**PROBLEM STATEMENT:**
Nothing but a full, exact copy of the data is needed.

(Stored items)
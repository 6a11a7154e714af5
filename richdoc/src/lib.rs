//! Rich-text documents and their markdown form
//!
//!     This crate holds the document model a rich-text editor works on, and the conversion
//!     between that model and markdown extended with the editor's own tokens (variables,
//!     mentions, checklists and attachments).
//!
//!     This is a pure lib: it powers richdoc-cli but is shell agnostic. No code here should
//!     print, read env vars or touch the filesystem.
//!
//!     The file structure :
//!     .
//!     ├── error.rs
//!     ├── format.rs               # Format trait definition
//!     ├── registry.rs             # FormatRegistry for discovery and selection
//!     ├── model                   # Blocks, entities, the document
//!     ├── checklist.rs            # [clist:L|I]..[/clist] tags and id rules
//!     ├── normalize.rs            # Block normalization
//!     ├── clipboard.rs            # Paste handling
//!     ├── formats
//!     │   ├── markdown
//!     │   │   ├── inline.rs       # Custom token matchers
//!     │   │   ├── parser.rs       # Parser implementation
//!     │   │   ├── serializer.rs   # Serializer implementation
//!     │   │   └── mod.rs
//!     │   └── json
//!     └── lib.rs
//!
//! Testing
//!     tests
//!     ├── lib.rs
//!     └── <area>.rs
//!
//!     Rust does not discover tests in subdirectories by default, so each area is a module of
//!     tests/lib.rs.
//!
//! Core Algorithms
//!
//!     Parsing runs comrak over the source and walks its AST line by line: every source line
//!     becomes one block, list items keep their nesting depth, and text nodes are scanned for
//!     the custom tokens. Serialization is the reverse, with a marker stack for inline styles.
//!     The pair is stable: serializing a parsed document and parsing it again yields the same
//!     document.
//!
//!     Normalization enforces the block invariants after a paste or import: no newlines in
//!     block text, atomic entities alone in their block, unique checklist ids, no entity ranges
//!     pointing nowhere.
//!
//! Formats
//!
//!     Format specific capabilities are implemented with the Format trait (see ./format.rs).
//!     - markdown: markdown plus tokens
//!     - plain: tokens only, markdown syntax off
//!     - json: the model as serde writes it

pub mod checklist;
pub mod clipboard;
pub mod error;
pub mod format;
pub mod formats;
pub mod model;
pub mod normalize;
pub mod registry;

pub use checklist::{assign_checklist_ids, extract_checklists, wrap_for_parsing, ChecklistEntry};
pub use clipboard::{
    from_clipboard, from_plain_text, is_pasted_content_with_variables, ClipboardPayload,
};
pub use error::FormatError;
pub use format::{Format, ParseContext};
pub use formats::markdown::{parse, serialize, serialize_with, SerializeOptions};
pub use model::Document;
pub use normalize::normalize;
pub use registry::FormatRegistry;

**OUTPUT FOR THIS TASK:**
repository 6a11a7154e714af5
filename richdoc/src/lib.rs
//! Rich-text documents and their markdown form
//!
//!     This crate holds the document model a rich-text editor works on, and the conversion
//!     between that model and markdown extended with the editor's own tokens (variables,
//!     mentions, checklists and attachments).
//!
//!     This is a pure lib: it powers richdoc-cli but is shell agnostic. No code here should
//!     print, read env vars or touch the filesystem.
//!
//!     The file structure :
//!     .
//!     ├── error.rs
//!     ├── format.rs               # Format trait definition
//!     ├── registry.rs             # FormatRegistry for discovery and selection
//!     ├── model                   # Blocks, entities, the document
//!     ├── checklist.rs            # [clist:L|I]..[/clist] tags and id rules
//!     ├── normalize.rs            # Block normalization
//!     ├── clipboard.rs            # Paste handling
//!     ├── formats
//!     │   ├── markdown
//!     │   │   ├── inline.rs       # Custom token matchers
//!     │   │   ├── parser.rs       # Parser implementation
//!     │   │   ├── serializer.rs   # Serializer implementation
//!     │   │   └── mod.rs
//!     │   └── json
//!     └── lib.rs
//!
//! Testing
//!     tests
//!     ├── lib.rs
//!     └── <area>.rs
//!
//!     Rust does not discover tests in subdirectories by default, so each area is a module of
//!     tests/lib.rs.
//!
//! Core Algorithms
//!
//!     Parsing runs comrak over the source and walks its AST line by line: every source line
//!     becomes one block, list items keep their nesting depth, and text nodes are scanned for
//!     the custom tokens. Serialization is the reverse, with a marker stack for inline styles.
//!     The pair is stable: serializing a parsed document and parsing it again yields the same
//!     document.
//!
//!     Normalization enforces the block invariants after a paste or import: no newlines in
//!     block text, atomic entities alone in their block, unique checklist ids, no entity ranges
//!     pointing nowhere.
//!
//! Formats
//!
//!     Format specific capabilities are implemented with the Format trait (see ./format.rs).
//!     - markdown: markdown plus tokens
//!     - plain: tokens only, markdown syntax off
//!     - json: the model as serde writes it

pub mod checklist;
pub mod clipboard;
pub mod error;
pub mod format;
pub mod formats;
pub mod model;
pub mod normalize;
pub mod registry;

pub use checklist::{assign_checklist_ids, extract_checklists, wrap_for_parsing, ChecklistEntry};
pub use clipboard::{
    from_clipboard, from_plain_text, is_pasted_content_with_variables, ClipboardPayload,
};
pub use error::FormatError;
pub use format::{Format, ParseContext};
pub use formats::markdown::{parse, serialize, serialize_with, SerializeOptions};
pub use model::Document;
pub use normalize::normalize;
pub use registry::FormatRegistry;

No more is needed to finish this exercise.